April 12, In 2019, Boston University finally fired David Merchant for sexually harassing Willenbring. (The university said it could not substantiate her claims of physical and psychological abuse.) Ms. Merchant issued a statement, which the Journal carried. science He reportedly swore that he had “never” sexually harassed anyone “in Antarctica in 1998 or 1999, or since”. But because of Willenbring, the word became public.
Reeling from the scandal, the National Science Foundation commissioned an external investigation into sexual assault and harassment at Antarctic research facilities. The lengthy report, released in August 2022, contained shocking allegations of assault, stalking and harassment. Former fuel superintendent Britt Berquist had a contract in McMurdo with a company now called Amentum. She supervised a crew of approximately 20 people who performed the hazardous work of handling and cleaning diesel and gasoline fuel tanks. One day in late November 2017, she said, she was sitting at a table next to a man in a senior position at Leidos, the company that manages the Antarctic research station. He groped her in front of her during a staff briefing.
When she told her boss about it, he said he witnessed part of the incident himself. His supervisor reported it to Amentum’s human resources department. “I told HR I never wanted to be near him again. ‘I’m scared of this person,’ says Berquist, ‘and they said, ‘Okay.'”
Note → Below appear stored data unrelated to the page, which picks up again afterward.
use std::collections::BTreeMap;

use chrono::{DateTime, Utc};
use serde::Serialize;

use oxkair_core::state::WorkflowState;
use oxkair_core::types::{AgentId, ExecutionError, Phase, Severity, StepId};

use crate::runner::PathwayResult;

/// How a single agent invocation ended.
#[derive(Debug, Clone, Copy, PartialEq, Eq, Serialize)]
#[serde(rename_all = "snake_case")]
pub enum AgentOutcome {
    Succeeded,
    /// Recoverable failure; step filled with a default value.
    Degraded,
    Failed,
    Skipped,
    TimedOut,
}

/// Wall-clock record of one agent.
#[derive(Debug, Clone, Serialize)]
pub struct AgentTiming {
    pub agent_id: AgentId,
    pub step: StepId,
    pub phase: Phase,
    /// `None` for foundation agents.
    pub pathway: Option<usize>,
    pub started_at: DateTime<Utc>,
    pub elapsed_ms: u64,
    pub outcome: AgentOutcome,
}

/// When a pathway ran and how far it got.
#[derive(Debug, Clone, Serialize)]
pub struct PathwaySpan {
    pub index: usize,
    pub agents: Vec<AgentId>,
    pub executed: Vec<AgentId>,
    pub started_at: DateTime<Utc>,
    pub finished_at: DateTime<Utc>,
    #[serde(skip_serializing_if = "Option::is_none")]
    pub failed_at: Option<AgentId>,
}

impl PathwaySpan {
    /// Whether two pathways were running at the same time.
    pub fn overlaps(&self, other: &PathwaySpan) -> bool {
        self.started_at < other.finished_at && other.started_at < self.finished_at
    }
}

/// Outcome of a run, owned by the caller once returned.
#[derive(Debug, Clone, Serialize)]
pub struct ExecutionReport {
    pub final_state: WorkflowState,
    pub agent_timings: Vec<AgentTiming>,
    pub pathway_spans: Vec<PathwaySpan>,
    /// Agent errors of this run, ordered by phase, pathway, and agent.
    pub errors: Vec<ExecutionError>,
    /// True iff no fatal error occurred in any phase.
    pub succeeded: bool,
    /// True when a foundation failure stopped the run before the pathways.
    pub aborted: bool,
    pub started_at: DateTime<Utc>,
    pub total_elapsed_ms: u64,
}

impl ExecutionReport {
    /// Elapsed milliseconds keyed by agent.
    pub fn per_agent_timings_ms(&self) -> BTreeMap<AgentId, u64> {
        self.agent_timings
            .iter()
            .map(|t| (t.agent_id.clone(), t.elapsed_ms))
            .collect()
    }

    pub fn fatal_errors(&self) -> impl Iterator<Item = &ExecutionError> {
        self.errors.iter().filter(|e| e.severity == Severity::Fatal)
    }

    pub fn recoverable_errors(&self) -> impl Iterator<Item = &ExecutionError> {
        self.errors
            .iter()
            .filter(|e| e.severity == Severity::Recoverable)
    }

    pub fn errors_for<'a>(&'a self, agent: &'a AgentId) -> impl Iterator<Item = &'a ExecutionError> {
        self.errors.iter().filter(move |e| &e.agent_id == agent)
    }

    pub fn timing_for(&self, agent: &AgentId) -> Option<&AgentTiming> {
        self.agent_timings.iter().find(|t| &t.agent_id == agent)
    }
}

/// Accumulates segment results during a run and seals them into a report.
#[derive(Debug)]
pub struct ReportBuilder {
    started_at: DateTime<Utc>,
    timings: Vec<AgentTiming>,
    spans: Vec<PathwaySpan>,
    errors: Vec<ExecutionError>,
    aborted: bool,
}

impl ReportBuilder {
    pub fn new() -> Self {
        Self {
            started_at: Utc::now(),
            timings: vec![],
            spans: vec![],
            errors: vec![],
            aborted: false,
        }
    }

    /// Record one segment. Call in phase order, then pathway order.
    pub fn record(&mut self, result: &PathwayResult) {
        self.timings.extend(result.timings.iter().cloned());
        self.errors.extend(result.errors.iter().cloned());
        if let Some(index) = result.pathway_index {
            self.spans.push(PathwaySpan {
                index,
                agents: result.agents.clone(),
                executed: result.executed_agents.clone(),
                started_at: result.started_at,
                finished_at: result.finished_at,
                failed_at: result.failed_at.clone(),
            });
        }
    }

    pub fn mark_aborted(&mut self) {
        self.aborted = true;
    }

    pub fn seal(self, final_state: WorkflowState) -> ExecutionReport {
        let finished = Utc::now();
        let total_elapsed_ms = (finished - self.started_at).num_milliseconds().max(0) as u64;
        let succeeded = !self.errors.iter().any(|e| e.is_fatal());
        ExecutionReport {
            final_state,
            agent_timings: self.timings,
            pathway_spans: self.spans,
            errors: self.errors,
            succeeded,
            aborted: self.aborted,
            started_at: self.started_at,
            total_elapsed_ms,
        }
    }
}

impl Default for ReportBuilder {
    fn default() -> Self {
        Self::new()
    }
}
But in 2020, during another stint with McMurdo Contractors, she was told she would attend weekly virtual meetings with the same senior officials. Berquist needed the job, but she was belittling it to herself. “It was really disgusting and awful having to see his face and hear his stories,” she says. . Why does everyone act like he’s a normal person? ”
The following year, towards the end of nearly three weeks of COVID-19 quarantine with the New Zealand crew, she looked at the manifest for the next flight to Antarctica and noticed the names of senior officials listed there. I saw it. When she called the human resources department to file her complaint, she says she received a persistent response from two officials. One of them was introduced as a spokesperson for the victims.
“I said I didn’t want anything to do with this guy yet, and they said, ‘Well, how do we deal with this?'” Berquist said of his relationship with the two women. She became emotional recalling the conversation with her employer. “I thought they were going to be on my side,” she says. Instead, they kept asking her how scared she was to be near him.
“Ultimately, I was like, ‘Yeah, yeah,'” she says, “and I was like, ‘I don’t feel safe being alone in a room with him!'” she says. After that, her signal went out and she was unable to contact him again. Berquist returned to Antarctica, where he tried to avoid high-ranking officials. However, she eventually relented, as the safety of her team depended on her communicating with him on an almost daily basis.